----- DATA RECORDS
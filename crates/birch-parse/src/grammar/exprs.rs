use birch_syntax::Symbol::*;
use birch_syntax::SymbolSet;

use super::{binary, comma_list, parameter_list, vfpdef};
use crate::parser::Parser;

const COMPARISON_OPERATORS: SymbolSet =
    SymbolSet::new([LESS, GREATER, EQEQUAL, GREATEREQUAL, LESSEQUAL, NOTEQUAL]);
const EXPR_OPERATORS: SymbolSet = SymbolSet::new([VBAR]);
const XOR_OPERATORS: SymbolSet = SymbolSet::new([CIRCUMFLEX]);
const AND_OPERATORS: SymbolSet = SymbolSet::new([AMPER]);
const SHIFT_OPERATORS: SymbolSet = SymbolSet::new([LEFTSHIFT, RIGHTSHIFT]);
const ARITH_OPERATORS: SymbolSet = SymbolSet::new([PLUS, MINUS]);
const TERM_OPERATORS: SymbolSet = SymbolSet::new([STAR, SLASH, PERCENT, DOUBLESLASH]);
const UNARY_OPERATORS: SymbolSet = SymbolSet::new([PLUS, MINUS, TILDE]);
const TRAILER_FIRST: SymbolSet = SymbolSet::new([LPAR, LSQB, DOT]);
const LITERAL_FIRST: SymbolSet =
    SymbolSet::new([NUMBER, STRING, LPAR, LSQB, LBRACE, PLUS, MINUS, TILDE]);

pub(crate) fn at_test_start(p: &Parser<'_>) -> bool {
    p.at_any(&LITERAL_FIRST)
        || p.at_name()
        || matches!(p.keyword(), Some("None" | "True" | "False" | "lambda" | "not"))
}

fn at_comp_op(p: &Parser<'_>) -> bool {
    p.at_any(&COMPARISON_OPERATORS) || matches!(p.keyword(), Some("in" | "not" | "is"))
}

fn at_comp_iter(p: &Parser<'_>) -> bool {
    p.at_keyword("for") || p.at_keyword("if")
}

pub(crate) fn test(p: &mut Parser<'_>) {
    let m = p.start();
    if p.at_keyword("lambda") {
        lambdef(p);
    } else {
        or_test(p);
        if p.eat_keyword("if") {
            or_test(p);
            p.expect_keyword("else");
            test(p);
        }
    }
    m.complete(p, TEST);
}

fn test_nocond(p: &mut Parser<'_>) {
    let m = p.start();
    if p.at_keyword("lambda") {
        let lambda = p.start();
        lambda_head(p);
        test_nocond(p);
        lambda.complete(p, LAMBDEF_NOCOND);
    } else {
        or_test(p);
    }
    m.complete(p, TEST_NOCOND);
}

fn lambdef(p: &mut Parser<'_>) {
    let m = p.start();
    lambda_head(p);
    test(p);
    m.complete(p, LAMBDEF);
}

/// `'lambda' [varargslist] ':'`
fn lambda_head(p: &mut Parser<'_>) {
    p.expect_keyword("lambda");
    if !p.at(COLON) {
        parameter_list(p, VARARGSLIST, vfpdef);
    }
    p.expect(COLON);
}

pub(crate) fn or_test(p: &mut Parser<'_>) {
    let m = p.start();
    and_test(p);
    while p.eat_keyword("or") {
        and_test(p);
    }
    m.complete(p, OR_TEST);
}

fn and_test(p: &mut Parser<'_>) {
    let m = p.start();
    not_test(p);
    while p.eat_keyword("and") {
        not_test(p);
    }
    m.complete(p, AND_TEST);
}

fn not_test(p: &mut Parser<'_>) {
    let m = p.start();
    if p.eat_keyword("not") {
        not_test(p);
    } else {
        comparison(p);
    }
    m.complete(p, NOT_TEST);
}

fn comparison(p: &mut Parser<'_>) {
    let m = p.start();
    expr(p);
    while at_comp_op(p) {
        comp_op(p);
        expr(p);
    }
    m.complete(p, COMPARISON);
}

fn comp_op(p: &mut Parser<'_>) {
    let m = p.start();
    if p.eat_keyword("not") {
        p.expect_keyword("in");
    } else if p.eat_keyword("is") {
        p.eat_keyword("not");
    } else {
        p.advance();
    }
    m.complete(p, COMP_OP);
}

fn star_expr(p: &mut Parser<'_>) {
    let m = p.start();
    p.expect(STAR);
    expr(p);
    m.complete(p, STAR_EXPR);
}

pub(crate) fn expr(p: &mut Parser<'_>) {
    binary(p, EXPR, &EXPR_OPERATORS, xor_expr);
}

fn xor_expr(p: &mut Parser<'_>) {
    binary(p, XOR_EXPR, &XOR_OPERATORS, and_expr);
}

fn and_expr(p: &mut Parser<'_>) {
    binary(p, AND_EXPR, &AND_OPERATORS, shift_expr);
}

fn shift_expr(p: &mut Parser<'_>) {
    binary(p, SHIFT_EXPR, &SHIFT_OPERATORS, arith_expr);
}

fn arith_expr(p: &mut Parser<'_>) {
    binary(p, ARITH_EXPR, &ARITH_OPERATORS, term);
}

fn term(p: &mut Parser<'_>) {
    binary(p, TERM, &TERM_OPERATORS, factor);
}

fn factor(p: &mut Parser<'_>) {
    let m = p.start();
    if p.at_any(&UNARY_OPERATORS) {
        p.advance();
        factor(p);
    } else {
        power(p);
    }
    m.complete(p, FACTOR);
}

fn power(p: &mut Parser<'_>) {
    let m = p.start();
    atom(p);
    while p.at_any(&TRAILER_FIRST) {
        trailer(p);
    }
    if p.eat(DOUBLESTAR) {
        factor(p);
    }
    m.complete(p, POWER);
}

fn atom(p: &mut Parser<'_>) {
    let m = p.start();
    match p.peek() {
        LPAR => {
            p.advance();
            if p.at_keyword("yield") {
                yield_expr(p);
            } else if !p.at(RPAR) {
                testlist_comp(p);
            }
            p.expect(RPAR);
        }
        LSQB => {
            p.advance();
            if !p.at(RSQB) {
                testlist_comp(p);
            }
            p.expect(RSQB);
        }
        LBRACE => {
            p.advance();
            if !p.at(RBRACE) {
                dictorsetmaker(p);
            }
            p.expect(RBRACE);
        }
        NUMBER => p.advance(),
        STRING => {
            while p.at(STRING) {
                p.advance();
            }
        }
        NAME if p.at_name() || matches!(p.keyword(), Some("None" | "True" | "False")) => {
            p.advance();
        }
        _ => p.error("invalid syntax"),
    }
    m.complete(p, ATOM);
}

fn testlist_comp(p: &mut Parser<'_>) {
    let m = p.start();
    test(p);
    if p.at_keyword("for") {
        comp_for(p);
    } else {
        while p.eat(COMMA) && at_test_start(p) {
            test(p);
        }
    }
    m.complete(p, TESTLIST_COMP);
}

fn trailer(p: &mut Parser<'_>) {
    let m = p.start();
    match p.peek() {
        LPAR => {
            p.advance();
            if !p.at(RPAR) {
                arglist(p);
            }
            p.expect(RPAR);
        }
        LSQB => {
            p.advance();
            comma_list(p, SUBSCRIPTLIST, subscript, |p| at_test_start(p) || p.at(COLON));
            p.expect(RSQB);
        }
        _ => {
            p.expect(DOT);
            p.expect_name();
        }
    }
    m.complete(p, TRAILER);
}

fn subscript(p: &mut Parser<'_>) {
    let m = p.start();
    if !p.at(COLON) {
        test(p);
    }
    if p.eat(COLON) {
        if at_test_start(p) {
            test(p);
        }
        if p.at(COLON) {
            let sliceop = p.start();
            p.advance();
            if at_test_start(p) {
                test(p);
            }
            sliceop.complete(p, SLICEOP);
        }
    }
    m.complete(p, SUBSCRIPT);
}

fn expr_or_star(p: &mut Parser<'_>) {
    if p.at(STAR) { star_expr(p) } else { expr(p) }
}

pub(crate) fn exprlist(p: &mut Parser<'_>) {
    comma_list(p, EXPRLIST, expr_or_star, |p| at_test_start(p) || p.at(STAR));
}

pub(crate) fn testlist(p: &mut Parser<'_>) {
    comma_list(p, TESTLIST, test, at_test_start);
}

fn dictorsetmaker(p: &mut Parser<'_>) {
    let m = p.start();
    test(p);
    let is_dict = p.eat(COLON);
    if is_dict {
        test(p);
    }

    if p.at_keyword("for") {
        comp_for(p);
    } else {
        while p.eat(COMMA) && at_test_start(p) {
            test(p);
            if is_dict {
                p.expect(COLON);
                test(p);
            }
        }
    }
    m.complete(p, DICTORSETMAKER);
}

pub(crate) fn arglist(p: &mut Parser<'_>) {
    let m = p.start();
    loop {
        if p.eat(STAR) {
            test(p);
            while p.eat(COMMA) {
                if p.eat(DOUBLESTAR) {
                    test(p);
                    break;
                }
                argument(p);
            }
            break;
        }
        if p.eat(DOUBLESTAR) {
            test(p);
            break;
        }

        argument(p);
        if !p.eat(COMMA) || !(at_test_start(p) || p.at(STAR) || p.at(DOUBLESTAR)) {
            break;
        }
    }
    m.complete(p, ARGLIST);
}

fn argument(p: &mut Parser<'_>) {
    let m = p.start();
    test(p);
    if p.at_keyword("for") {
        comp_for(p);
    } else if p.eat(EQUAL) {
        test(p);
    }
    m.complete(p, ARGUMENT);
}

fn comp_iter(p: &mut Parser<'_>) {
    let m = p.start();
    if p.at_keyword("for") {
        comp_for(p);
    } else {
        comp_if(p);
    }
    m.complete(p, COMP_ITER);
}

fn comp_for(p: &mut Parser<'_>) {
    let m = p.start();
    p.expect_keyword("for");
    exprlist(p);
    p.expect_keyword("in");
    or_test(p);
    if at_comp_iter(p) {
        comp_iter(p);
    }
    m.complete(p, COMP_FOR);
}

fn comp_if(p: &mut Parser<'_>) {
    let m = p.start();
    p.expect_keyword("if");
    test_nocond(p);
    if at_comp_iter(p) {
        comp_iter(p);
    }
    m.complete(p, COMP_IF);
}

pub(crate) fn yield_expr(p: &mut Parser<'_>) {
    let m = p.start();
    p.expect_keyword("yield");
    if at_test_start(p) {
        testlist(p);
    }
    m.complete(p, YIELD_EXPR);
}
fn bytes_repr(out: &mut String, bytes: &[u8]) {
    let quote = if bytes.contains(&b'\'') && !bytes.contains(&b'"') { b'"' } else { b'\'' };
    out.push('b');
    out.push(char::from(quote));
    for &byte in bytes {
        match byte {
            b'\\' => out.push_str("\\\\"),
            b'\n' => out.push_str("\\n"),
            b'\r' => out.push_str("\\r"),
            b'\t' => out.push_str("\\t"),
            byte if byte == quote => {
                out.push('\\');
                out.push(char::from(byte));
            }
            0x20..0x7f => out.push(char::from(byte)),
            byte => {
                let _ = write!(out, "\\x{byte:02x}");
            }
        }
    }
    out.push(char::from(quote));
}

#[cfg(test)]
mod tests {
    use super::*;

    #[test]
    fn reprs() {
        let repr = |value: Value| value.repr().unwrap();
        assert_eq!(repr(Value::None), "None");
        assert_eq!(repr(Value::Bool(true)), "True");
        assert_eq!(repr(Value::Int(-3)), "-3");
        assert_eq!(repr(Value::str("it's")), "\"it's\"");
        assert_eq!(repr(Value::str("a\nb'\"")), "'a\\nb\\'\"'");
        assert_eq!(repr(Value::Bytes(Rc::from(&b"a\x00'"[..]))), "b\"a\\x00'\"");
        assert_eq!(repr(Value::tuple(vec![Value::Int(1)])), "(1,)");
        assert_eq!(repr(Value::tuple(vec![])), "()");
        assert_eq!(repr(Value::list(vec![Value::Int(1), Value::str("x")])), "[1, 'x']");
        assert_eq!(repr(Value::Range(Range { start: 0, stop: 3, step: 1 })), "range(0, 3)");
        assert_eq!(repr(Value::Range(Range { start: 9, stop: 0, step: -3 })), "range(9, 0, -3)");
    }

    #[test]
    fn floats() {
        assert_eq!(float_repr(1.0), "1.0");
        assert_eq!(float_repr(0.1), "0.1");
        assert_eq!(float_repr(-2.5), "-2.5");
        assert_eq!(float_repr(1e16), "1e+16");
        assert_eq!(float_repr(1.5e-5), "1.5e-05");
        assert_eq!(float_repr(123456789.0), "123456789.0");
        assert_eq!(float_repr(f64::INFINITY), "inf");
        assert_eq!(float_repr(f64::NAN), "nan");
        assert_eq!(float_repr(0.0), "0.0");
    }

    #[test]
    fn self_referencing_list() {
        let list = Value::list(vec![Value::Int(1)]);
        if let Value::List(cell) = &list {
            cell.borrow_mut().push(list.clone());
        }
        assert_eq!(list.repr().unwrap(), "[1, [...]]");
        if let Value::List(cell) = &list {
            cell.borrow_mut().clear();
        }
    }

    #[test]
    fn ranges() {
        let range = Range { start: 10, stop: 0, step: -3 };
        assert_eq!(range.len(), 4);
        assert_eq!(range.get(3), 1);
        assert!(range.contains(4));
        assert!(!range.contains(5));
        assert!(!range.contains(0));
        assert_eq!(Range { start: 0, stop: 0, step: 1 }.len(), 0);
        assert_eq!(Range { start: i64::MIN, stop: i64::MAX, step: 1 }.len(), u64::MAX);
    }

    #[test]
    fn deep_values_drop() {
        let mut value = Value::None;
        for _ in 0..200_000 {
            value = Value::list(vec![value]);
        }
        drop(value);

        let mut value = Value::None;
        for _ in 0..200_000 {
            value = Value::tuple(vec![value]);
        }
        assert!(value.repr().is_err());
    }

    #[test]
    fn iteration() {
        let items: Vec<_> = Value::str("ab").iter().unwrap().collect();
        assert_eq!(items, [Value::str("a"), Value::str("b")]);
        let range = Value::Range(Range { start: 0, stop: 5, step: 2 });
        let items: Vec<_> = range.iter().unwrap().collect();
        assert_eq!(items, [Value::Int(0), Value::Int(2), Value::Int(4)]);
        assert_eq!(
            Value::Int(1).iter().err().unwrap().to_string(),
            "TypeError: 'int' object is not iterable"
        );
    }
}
----------
----- DATA RECORDS
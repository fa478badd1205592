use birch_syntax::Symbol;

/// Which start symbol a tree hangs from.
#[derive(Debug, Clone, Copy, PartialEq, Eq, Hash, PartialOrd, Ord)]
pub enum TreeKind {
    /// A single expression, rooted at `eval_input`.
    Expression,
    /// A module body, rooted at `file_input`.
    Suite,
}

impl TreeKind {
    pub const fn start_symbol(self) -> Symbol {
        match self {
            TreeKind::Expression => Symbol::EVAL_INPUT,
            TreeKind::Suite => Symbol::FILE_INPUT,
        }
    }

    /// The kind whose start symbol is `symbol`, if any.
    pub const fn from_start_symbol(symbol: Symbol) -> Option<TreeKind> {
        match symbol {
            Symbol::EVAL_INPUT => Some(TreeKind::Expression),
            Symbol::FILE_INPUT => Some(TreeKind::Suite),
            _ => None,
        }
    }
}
----------
▸ WHAT IS REQUIRED
Copy each line containing the word "while" from the data.

▸ RESULT BELOW
    while p.eat_keyword("or") {
    while p.eat_keyword("and") {
    while at_comp_op(p) {
    while p.at_any(&TRAILER_FIRST) {
            while p.at(STRING) {
        while p.eat(COMMA) && at_test_start(p) {
        while p.eat(COMMA) && at_test_start(p) {
            while p.eat(COMMA) {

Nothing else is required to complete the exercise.